Cette double violence les animaux l'ignore. Mais elle ouvre l'homme à ne liberté et une responsabilité par rapport à lui-même et à autrui et à la vie, sans aucune comparaison possible avec l'animal. Cette caractéristique physiologique est un des éléments fondateurs de la famille. Pour reprendre votre exemple, si le couple survie, s'accouple alors la génération d'un enfant fera automatiquement prendre conscience à l'homme de sa spécificité.

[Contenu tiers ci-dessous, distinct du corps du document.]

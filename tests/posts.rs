//! Post Tests
//!
//! Covers uploading (validation, image detection, blob and document writes)
//! and owner-only deletion.

mod common;

use axum::http::StatusCode;
use base64::engine::general_purpose::STANDARD;
use base64::Engine;
use common::{post_body, user, TestApp, UPLOAD_MAX_BYTES};
use galleri::domain::post::FeedQuery;
use galleri::infra::storage::{object_key, object_url, parse_endpoint};
use serde_json::{json, Value};
use std::io::Cursor;
use uuid::Uuid;

fn png() -> Vec<u8> {
    let mut bytes = Vec::new();
    image::RgbImage::new(2, 2)
        .write_to(&mut Cursor::new(&mut bytes), image::ImageFormat::Png)
        .unwrap();
    bytes
}

fn upload_request(image: &[u8], caption: &str, hashtags: &str) -> Value {
    json!({
        "image_base64": STANDARD.encode(image),
        "caption": caption,
        "description": "  golden hour  ",
        "hashtags": hashtags,
    })
}

// ===========================================================================
// Upload
// ===========================================================================

#[tokio::test]
async fn upload_stores_image_and_document() {
    let owner = user("owner");
    let app = TestApp::signed_in(&owner);

    let resp = app
        .post_json("/v1/posts", upload_request(&png(), " Beach day ", "sea, sun"))
        .await;
    assert_eq!(resp.status, StatusCode::CREATED);
    let body = resp.json();
    assert_eq!(body["caption"], "Beach day");
    assert_eq!(body["description"], "golden hour");
    assert_eq!(body["hashtags"], "#sea,#sun");
    assert_eq!(body["owner_id"], json!(owner.id));
    assert_eq!(body["owner_email"], owner.email);
    assert_eq!(body["like_count"], 0);
    assert_eq!(body["comments"], json!([]));

    let keys = app.blobs.keys();
    assert_eq!(keys.len(), 1);
    let prefix = format!("images/{}/", owner.id);
    assert!(keys[0].starts_with(&prefix));
    assert!(keys[0].ends_with(".png"));
    let millis = &keys[0][prefix.len()..keys[0].len() - ".png".len()];
    assert!(millis.parse::<u64>().is_ok());
    assert_eq!(app.blobs.content_type(&keys[0]).as_deref(), Some("image/png"));

    let post_id: Uuid = body["id"].as_str().unwrap().parse().unwrap();
    let stored = app.documents.body(post_id).unwrap();
    assert_eq!(stored["url"], body["url"]);
    assert_eq!(stored["likes"], json!([]));
    assert_eq!(stored["comments"], json!([]));

    // The new post reaches the lists through the feed, like any other.
    app.sync(FeedQuery::Gallery { owner_id: owner.id }).await;
    assert_eq!(app.get("/v1/gallery").await.json()["items"][0]["id"], json!(post_id));
}

#[tokio::test]
async fn upload_validation() {
    let app = TestApp::signed_in(&user("owner"));
    let cases = [
        (upload_request(&[], "caption", "#tag"), "no image selected"),
        (
            upload_request(&vec![0u8; UPLOAD_MAX_BYTES + 1], "caption", "#tag"),
            "image exceeds 65536 bytes",
        ),
        (
            upload_request(b"definitely not an image", "caption", "#tag"),
            "unsupported image format",
        ),
        (upload_request(&png(), "   ", "#tag"), "caption is required"),
        (
            upload_request(&png(), &"a".repeat(2201), "#tag"),
            "caption must be at most 2200 characters",
        ),
        (upload_request(&png(), "caption", " , "), "hashtags cannot be empty"),
    ];

    for (request, message) in cases {
        let resp = app.post_json("/v1/posts", request).await;
        assert_eq!(resp.status, StatusCode::BAD_REQUEST, "{}", message);
        assert_eq!(resp.error_message(), message);
    }

    assert!(app.blobs.keys().is_empty());
}

#[tokio::test]
async fn upload_rejects_invalid_base64() {
    let app = TestApp::signed_in(&user("owner"));

    let resp = app
        .post_json(
            "/v1/posts",
            json!({ "image_base64": "%%%", "caption": "c", "hashtags": "#t" }),
        )
        .await;
    assert_eq!(resp.status, StatusCode::BAD_REQUEST);
    assert_eq!(resp.error_message(), "image must be base64 encoded");
}

#[tokio::test]
async fn upload_rejects_a_second_concurrent_upload() {
    let app = TestApp::signed_in(&user("owner"));
    let _running = app.state.upload_lock.lock().await;

    let resp = app
        .post_json("/v1/posts", upload_request(&png(), "caption", "#tag"))
        .await;
    assert_eq!(resp.status, StatusCode::CONFLICT);
    assert_eq!(resp.error_message(), "an upload is already in progress");
}

#[tokio::test]
async fn upload_without_blob_store_creates_nothing() {
    let app = TestApp::signed_in(&user("owner"));
    app.blobs.fail_puts(true);

    let resp = app
        .post_json("/v1/posts", upload_request(&png(), "caption", "#tag"))
        .await;
    assert_eq!(resp.status, StatusCode::INTERNAL_SERVER_ERROR);

    let snapshot = app.state.feed().load(&FeedQuery::Discover).await.unwrap();
    assert!(snapshot.posts.is_empty());
}

#[tokio::test]
async fn failed_document_create_removes_the_stored_image() {
    let app = TestApp::signed_in(&user("owner"));
    app.documents.fail_creates(true);

    let resp = app
        .post_json("/v1/posts", upload_request(&png(), "caption", "#tag"))
        .await;
    assert_eq!(resp.status, StatusCode::INTERNAL_SERVER_ERROR);

    assert!(app.blobs.keys().is_empty());
    app.documents.fail_creates(false);
    let snapshot = app.state.feed().load(&FeedQuery::Discover).await.unwrap();
    assert!(snapshot.posts.is_empty());
}

#[tokio::test]
async fn upload_requires_a_viewer() {
    let app = TestApp::signed_out();

    let resp = app
        .post_json("/v1/posts", upload_request(&png(), "caption", "#tag"))
        .await;
    assert_eq!(resp.status, StatusCode::UNAUTHORIZED);
}

// ===========================================================================
// Delete
// ===========================================================================

#[tokio::test]
async fn owner_deletes_post_document_and_image() {
    let owner = user("owner");
    let app = TestApp::signed_in(&owner);
    let url = app.blobs.insert("images/owner/1.png");
    let mut body = post_body(&owner, "caption", "#sea");
    body["url"] = json!(url);
    let post_id = app.seed_body(body);
    app.sync_discover().await;
    app.state.store.open_view(post_id).unwrap();

    let resp = app.delete(&format!("/v1/posts/{}", post_id)).await;
    assert_eq!(resp.status, StatusCode::NO_CONTENT);

    assert!(!app.documents.contains(post_id));
    assert!(app.blobs.keys().is_empty());
    assert!(app.state.store.post(post_id).is_none());
    assert!(app.state.store.selected().is_none());
    assert!(app.state.store.posts(&FeedQuery::Discover).is_empty());
}

#[tokio::test]
async fn only_the_owner_can_delete() {
    let app = TestApp::signed_in(&user("stranger"));
    let post_id = app.seed_post(&user("owner"), "#sea");
    app.sync_discover().await;

    let resp = app.delete(&format!("/v1/posts/{}", post_id)).await;
    assert_eq!(resp.status, StatusCode::FORBIDDEN);
    assert_eq!(resp.error_message(), "only the owner can delete this post");
    assert!(app.documents.contains(post_id));
    assert!(app.state.store.post(post_id).is_some());
}

#[tokio::test]
async fn delete_missing_post() {
    let app = TestApp::signed_in(&user("owner"));

    let resp = app.delete(&format!("/v1/posts/{}", Uuid::new_v4())).await;
    assert_eq!(resp.status, StatusCode::NOT_FOUND);
    assert_eq!(resp.error_message(), "post not found");
}

// ===========================================================================
// Blob URLs
// ===========================================================================

#[test]
fn object_urls_round_trip_through_the_key() {
    let base = parse_endpoint("localhost:9000").unwrap();
    let url = object_url(&base, "galleri", "images/abc/1700000000000.png").unwrap();

    assert_eq!(url, "http://localhost:9000/galleri/images/abc/1700000000000.png");
    assert_eq!(
        object_key(&url, "galleri").unwrap(),
        "images/abc/1700000000000.png"
    );
}

#[test]
fn foreign_urls_are_rejected() {
    assert!(object_key("https://cdn.example.com/other/images/a.png", "galleri").is_err());
    assert!(object_key("https://cdn.example.com/galleri", "galleri").is_err());
}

Troisième point : le contrôle des naissances, bien qu'apparaissant chez les animaux, qui sont parfois capables de restreindre l’accès aux femelles ou de tuer les petits de leurs concurrents. Avec l’homme et à la différence des animaux, le contrôle des naissances atteint un degré de conscience inédit. La crainte de manquer, le désir de conserver un équilibre entre les ressources et les consommateurs expliquent l’infanticide, l’avortement, un bon nombre de tabous sexuels limitant la fécondité, et certainement la contraception, déjà pratiquée dans un bon nombre de sociétés dites "primitives". Principe que nous appliquons encore dans nos sociétés dites "évolué".

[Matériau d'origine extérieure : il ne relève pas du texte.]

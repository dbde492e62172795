use serde::Serialize;
use std::fmt;
use std::sync::{Arc, Mutex};
use time::OffsetDateTime;
use tokio::sync::mpsc;
use tracing::{error, warn};
use uuid::Uuid;

use crate::domain::field::FieldKind;

/// Lossless, ordered fan-out to any number of subscribers. Closed receivers
/// are pruned on the next publish.
pub struct Fanout<T> {
    subscribers: Vec<mpsc::UnboundedSender<T>>,
}

impl<T: Clone> Fanout<T> {
    pub fn new() -> Self {
        Self {
            subscribers: Vec::new(),
        }
    }

    pub fn subscribe(&mut self) -> mpsc::UnboundedReceiver<T> {
        let (tx, rx) = mpsc::unbounded_channel();
        self.subscribers.push(tx);
        rx
    }

    /// Returns how many subscribers received the item.
    pub fn publish(&mut self, item: T) -> usize {
        self.subscribers.retain(|tx| tx.send(item.clone()).is_ok());
        self.subscribers.len()
    }

    pub fn clear(&mut self) {
        self.subscribers.clear();
    }
}

impl<T: Clone> Default for Fanout<T> {
    fn default() -> Self {
        Self::new()
    }
}

#[derive(Debug, Clone, Copy, PartialEq, Eq, Serialize)]
#[serde(rename_all = "snake_case")]
pub enum MutationAction {
    Like,
    Unlike,
    AddComment,
    DeleteComment,
}

impl MutationAction {
    /// Message shown to the user when the change did not persist.
    pub fn failure_message(&self) -> &'static str {
        match self {
            Self::Like => "Failed to like post. Please try again.",
            Self::Unlike => "Failed to remove like. Please try again.",
            Self::AddComment => "Failed to add comment. Please try again.",
            Self::DeleteComment => "Failed to delete comment. Please try again.",
        }
    }
}

impl fmt::Display for MutationAction {
    fn fmt(&self, f: &mut fmt::Formatter<'_>) -> fmt::Result {
        let name = match self {
            Self::Like => "like",
            Self::Unlike => "unlike",
            Self::AddComment => "add_comment",
            Self::DeleteComment => "delete_comment",
        };
        f.write_str(name)
    }
}

/// A remote write that failed after its optimistic change was shown and then
/// rolled back.
#[derive(Debug, Clone, PartialEq, Eq, Serialize)]
pub struct MutationFailure {
    pub post_id: Uuid,
    pub field: FieldKind,
    pub action: MutationAction,
    pub message: String,
    pub cause: String,
    #[serde(with = "time::serde::rfc3339")]
    pub failed_at: OffsetDateTime,
}

impl MutationFailure {
    pub fn new(post_id: Uuid, field: FieldKind, action: MutationAction, cause: &anyhow::Error) -> Self {
        Self {
            post_id,
            field,
            action,
            message: action.failure_message().to_string(),
            cause: format!("{:#}", cause),
            failed_at: OffsetDateTime::now_utc(),
        }
    }
}

/// Channel that carries every rollback to whoever is listening.
#[derive(Clone, Default)]
pub struct FailureNotifier {
    fanout: Arc<Mutex<Fanout<MutationFailure>>>,
}

impl FailureNotifier {
    pub fn new() -> Self {
        Self::default()
    }

    pub fn subscribe(&self) -> mpsc::UnboundedReceiver<MutationFailure> {
        self.fanout
            .lock()
            .unwrap_or_else(|poisoned| poisoned.into_inner())
            .subscribe()
    }

    pub fn report(&self, failure: MutationFailure) {
        warn!(
            post_id = %failure.post_id,
            field = ?failure.field,
            action = %failure.action,
            cause = %failure.cause,
            "optimistic mutation rolled back"
        );

        let delivered = self
            .fanout
            .lock()
            .unwrap_or_else(|poisoned| poisoned.into_inner())
            .publish(failure.clone());

        if delivered == 0 {
            error!(
                post_id = %failure.post_id,
                action = %failure.action,
                "mutation failure had no listener"
            );
        }
    }
}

Quatrième point qui est typiquement humain: la division sexuée des tâches. C'est une caractéristique humaine universelle. Ce qui ne signifie pas que ce sont toujours les mêmes tâches qui sont réservées aux hommes ou aux femmes. Cependant, il semble en particulier que la chasse et l’entretien du feu soient deux responsabilités bien séparées. Il me semble que tous les animaux craignent le feu.

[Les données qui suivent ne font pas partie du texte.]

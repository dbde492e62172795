use anyhow::anyhow;
use axum::Router;
use std::sync::Arc;
use std::time::Duration;
use tower::ServiceBuilder;
use tower_http::cors::CorsLayer;
use tower_http::trace::TraceLayer;
use tracing_subscriber::{layer::SubscriberExt, util::SubscriberInitExt};

use galleri::config::AppConfig;
use galleri::domain::post::FeedQuery;
use galleri::infra::{db::Db, documents::PgDocumentStore, storage::ObjectStorage};
use galleri::{http, jobs, AppState};

#[tokio::main]
async fn main() -> anyhow::Result<()> {
    tracing_subscriber::registry()
        .with(tracing_subscriber::EnvFilter::from_default_env())
        .with(tracing_subscriber::fmt::layer())
        .init();

    let config = AppConfig::from_env()?;
    let viewer = config.viewer()?;

    let db = Db::connect(&config).await?;
    db.migrate().await?;
    let documents = Arc::new(PgDocumentStore::new(db));
    let storage = Arc::new(ObjectStorage::new(&config).await?);

    let state = AppState::new(
        documents.clone(),
        documents,
        storage,
        viewer.clone(),
        config.upload_max_bytes,
    );

    let backoff = Duration::from_millis(config.feed_restart_backoff_ms);
    let mut queries = vec![FeedQuery::Discover];
    if let Some(viewer) = &viewer {
        queries.push(FeedQuery::Gallery {
            owner_id: viewer.id,
        });
    }
    for query in queries {
        let feed = state.feed();
        let store = state.store.clone();
        tokio::spawn(async move {
            if let Err(err) = jobs::feed_sync::run(feed, store, query, backoff).await {
                tracing::error!(error = ?err, query = ?query, "feed sync exited");
            }
        });
    }

    match config.app_mode.as_str() {
        "api" => {
            let app: Router = http::router(state.clone()).layer(
                ServiceBuilder::new()
                    .layer(TraceLayer::new_for_http())
                    .layer(CorsLayer::permissive()),
            );
            let listener = tokio::net::TcpListener::bind(&config.http_addr).await?;
            tracing::info!("listening on {}", config.http_addr);

            // Closing the store ends open event streams so shutdown can finish.
            let store = state.store.clone();
            axum::serve(listener, app)
                .with_graceful_shutdown(async move {
                    shutdown_signal().await;
                    store.close();
                })
                .await?;
        }
        "watch" => {
            tracing::info!("starting watch mode");
            tokio::select! {
                result = jobs::feed_sync::log_events(state.store.clone()) => {
                    result?;
                }
                _ = shutdown_signal() => {}
            }
        }
        other => return Err(anyhow!("unknown APP_MODE: {}", other)),
    }

    state.store.close();
    Ok(())
}

async fn shutdown_signal() {
    let ctrl_c = async {
        if let Err(err) = tokio::signal::ctrl_c().await {
            tracing::error!(error = %err, "failed to install Ctrl+C handler");
        }
    };

    #[cfg(unix)]
    let terminate = async {
        use tokio::signal::unix::{signal, SignalKind};
        match signal(SignalKind::terminate()) {
            Ok(mut stream) => {
                stream.recv().await;
            }
            Err(err) => {
                tracing::error!(error = %err, "failed to install SIGTERM handler");
            }
        }
    };

    #[cfg(not(unix))]
    let terminate = std::future::pending::<()>();

    tokio::select! {
        _ = ctrl_c => {},
        _ = terminate => {},
    }

    tracing::info!("shutdown signal received");
}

Dernier point, vers la fin du cinquième millénaire, se répand l’usage des sépultures. Celles que nous connaissons sont souvent collectives et renferment parfois des familles entières. La tombe signifie plusieurs choses. D’une part, la mise à distance de la mort, qui commence à être symbolisée et dite : ceci est d’une grande importance dans la constitution de la psychologie humaine. La mort entre ainsi dans un réseau de significations, dans un récit. Par ailleurs, la tombe signale la fondation d’une mémoire et d’un lignage : les hommes auront désormais des ancêtres dont la trace reste présente dans le monde. C'est également un point très important, en effet dans l'ordre de l'être l'auto conscience qui se creuse en l'homme est inséparable de sa généalogie. Je reçois mon existence d'un autre qui me donne un nom.